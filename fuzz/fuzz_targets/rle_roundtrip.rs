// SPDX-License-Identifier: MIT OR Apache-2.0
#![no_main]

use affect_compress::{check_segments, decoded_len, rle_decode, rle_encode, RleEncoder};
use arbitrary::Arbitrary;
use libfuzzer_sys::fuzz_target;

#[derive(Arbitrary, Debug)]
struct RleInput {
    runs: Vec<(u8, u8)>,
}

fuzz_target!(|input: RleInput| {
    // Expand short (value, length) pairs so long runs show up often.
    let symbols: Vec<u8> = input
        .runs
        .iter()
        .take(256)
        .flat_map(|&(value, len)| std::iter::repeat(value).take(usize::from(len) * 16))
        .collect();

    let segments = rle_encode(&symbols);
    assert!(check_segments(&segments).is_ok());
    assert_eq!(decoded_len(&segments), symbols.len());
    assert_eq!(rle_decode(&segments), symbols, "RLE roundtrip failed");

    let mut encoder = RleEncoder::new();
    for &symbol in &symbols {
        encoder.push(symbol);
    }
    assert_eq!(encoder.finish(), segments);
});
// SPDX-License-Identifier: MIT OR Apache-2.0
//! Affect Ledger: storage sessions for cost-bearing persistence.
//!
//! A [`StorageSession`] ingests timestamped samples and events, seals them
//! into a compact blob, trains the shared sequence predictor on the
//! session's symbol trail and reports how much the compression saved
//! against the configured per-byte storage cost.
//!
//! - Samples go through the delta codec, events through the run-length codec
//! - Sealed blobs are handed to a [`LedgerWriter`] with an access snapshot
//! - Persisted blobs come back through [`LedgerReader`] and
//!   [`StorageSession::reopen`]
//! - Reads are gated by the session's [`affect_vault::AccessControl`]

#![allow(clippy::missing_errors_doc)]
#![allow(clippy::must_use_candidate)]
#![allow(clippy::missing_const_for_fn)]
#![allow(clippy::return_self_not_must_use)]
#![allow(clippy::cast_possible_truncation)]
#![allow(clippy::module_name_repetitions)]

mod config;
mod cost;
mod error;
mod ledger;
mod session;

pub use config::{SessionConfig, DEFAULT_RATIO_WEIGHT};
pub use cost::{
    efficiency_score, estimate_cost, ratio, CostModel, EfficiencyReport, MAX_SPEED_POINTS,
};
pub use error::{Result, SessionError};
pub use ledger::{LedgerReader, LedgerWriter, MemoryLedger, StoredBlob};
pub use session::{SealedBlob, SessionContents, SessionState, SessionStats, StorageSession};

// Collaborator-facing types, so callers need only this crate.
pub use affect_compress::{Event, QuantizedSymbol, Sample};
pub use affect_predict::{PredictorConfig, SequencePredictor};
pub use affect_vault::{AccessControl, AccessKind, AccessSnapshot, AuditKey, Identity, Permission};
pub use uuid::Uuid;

* * *

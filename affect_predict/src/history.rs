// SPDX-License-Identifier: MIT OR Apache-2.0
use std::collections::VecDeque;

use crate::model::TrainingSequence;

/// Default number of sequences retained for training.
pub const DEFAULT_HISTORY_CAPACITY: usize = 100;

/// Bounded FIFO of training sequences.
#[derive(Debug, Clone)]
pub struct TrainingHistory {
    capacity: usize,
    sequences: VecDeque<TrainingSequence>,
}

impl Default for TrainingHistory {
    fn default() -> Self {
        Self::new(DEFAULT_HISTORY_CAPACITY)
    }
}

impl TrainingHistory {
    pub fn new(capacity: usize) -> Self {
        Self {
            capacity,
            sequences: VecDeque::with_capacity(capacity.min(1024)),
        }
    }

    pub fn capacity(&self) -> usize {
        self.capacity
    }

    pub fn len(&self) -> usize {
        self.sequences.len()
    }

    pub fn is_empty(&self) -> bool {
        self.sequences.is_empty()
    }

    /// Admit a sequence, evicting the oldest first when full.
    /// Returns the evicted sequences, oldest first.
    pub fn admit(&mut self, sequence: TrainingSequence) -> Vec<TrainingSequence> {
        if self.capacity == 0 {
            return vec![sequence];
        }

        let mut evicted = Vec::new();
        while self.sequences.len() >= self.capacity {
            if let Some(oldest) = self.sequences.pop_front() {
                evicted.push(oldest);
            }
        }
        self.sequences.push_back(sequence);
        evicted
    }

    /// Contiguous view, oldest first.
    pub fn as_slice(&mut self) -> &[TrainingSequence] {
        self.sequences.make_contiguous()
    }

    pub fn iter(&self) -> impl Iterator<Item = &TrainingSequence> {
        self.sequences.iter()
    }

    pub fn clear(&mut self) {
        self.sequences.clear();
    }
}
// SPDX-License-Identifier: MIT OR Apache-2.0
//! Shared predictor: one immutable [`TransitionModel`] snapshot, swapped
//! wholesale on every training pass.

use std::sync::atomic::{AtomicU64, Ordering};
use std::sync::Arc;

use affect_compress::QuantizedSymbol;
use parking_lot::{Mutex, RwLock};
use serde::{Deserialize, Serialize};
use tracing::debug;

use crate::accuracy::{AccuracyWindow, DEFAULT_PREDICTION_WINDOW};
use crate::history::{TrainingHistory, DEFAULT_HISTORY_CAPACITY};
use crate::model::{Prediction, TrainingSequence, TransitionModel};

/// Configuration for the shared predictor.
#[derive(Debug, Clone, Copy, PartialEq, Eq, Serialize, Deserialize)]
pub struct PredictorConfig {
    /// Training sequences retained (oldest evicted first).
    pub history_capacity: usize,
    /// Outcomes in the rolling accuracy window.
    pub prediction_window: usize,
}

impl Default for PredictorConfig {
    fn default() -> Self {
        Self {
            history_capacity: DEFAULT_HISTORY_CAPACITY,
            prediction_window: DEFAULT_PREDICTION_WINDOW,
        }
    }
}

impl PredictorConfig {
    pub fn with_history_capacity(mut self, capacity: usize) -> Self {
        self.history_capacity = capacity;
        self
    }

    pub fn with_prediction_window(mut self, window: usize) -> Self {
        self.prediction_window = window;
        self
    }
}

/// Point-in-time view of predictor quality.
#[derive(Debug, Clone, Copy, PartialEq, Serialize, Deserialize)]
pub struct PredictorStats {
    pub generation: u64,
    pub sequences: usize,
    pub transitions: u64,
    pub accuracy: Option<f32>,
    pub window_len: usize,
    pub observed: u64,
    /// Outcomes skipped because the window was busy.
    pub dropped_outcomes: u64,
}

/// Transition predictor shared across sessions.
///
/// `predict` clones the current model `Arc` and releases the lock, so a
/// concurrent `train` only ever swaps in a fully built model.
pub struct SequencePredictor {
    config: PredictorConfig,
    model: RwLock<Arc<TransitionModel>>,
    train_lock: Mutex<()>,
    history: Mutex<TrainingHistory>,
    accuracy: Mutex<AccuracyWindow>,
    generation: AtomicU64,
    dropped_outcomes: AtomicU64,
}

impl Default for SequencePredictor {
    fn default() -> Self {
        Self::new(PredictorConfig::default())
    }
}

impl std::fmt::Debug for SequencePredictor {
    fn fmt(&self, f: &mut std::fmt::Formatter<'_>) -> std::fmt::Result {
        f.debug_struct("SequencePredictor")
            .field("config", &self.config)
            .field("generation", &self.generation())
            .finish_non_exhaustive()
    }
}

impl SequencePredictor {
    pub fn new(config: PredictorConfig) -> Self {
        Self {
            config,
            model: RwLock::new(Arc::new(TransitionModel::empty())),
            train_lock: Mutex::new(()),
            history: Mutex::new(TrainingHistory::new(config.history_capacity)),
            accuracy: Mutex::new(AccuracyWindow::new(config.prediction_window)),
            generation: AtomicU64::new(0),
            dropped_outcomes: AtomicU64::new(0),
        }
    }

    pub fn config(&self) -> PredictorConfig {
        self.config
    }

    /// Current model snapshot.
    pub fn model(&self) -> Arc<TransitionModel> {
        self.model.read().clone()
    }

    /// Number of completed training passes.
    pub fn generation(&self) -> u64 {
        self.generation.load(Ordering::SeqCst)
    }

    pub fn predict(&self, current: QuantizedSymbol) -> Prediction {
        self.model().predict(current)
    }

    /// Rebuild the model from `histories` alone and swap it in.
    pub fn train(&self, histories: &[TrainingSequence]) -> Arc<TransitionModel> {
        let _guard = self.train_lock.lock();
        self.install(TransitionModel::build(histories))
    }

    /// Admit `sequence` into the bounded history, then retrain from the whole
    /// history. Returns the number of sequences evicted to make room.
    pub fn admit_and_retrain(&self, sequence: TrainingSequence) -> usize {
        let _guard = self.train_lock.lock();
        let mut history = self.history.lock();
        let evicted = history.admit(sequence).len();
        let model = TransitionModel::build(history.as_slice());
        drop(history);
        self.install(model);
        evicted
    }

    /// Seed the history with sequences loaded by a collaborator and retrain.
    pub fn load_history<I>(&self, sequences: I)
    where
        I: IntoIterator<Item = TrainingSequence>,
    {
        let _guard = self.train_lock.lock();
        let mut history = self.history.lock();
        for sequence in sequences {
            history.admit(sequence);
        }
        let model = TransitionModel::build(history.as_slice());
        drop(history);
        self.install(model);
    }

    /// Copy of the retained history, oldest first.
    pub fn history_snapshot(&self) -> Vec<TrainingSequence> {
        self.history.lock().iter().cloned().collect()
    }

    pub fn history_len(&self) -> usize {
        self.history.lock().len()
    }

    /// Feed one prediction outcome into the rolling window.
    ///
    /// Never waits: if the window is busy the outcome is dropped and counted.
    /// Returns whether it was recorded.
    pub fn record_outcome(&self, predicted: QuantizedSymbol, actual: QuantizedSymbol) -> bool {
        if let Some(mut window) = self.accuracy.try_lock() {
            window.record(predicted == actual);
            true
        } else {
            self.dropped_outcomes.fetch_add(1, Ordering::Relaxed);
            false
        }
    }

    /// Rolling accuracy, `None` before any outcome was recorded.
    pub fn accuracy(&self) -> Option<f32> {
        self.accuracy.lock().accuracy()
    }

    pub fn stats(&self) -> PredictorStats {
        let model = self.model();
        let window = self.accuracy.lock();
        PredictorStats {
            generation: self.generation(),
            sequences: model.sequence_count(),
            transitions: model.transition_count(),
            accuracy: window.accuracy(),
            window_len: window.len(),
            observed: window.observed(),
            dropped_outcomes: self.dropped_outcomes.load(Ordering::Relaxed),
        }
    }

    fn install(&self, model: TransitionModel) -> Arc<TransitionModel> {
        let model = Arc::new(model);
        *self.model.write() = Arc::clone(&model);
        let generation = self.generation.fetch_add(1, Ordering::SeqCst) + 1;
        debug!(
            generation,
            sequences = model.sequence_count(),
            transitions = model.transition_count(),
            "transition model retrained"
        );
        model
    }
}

TASK DESCRIPTION -
Look through the data above and return exactly the lines from the one that contains "pub fn new(config: PredictorConfig)" to the one that contains "Current model snapshot.", inclusive, with nothing else.

EXERCISE RESPONSE -
    pub fn new(config: PredictorConfig) -> Self {
        Self {
            config,
            model: RwLock::new(Arc::new(TransitionModel::empty())),
            train_lock: Mutex::new(()),
            history: Mutex::new(TrainingHistory::new(config.history_capacity)),
            accuracy: Mutex::new(AccuracyWindow::new(config.prediction_window)),
            generation: AtomicU64::new(0),
            dropped_outcomes: AtomicU64::new(0),
        }
    }

    pub fn config(&self) -> PredictorConfig {
        self.config
    }

    /// Current model snapshot.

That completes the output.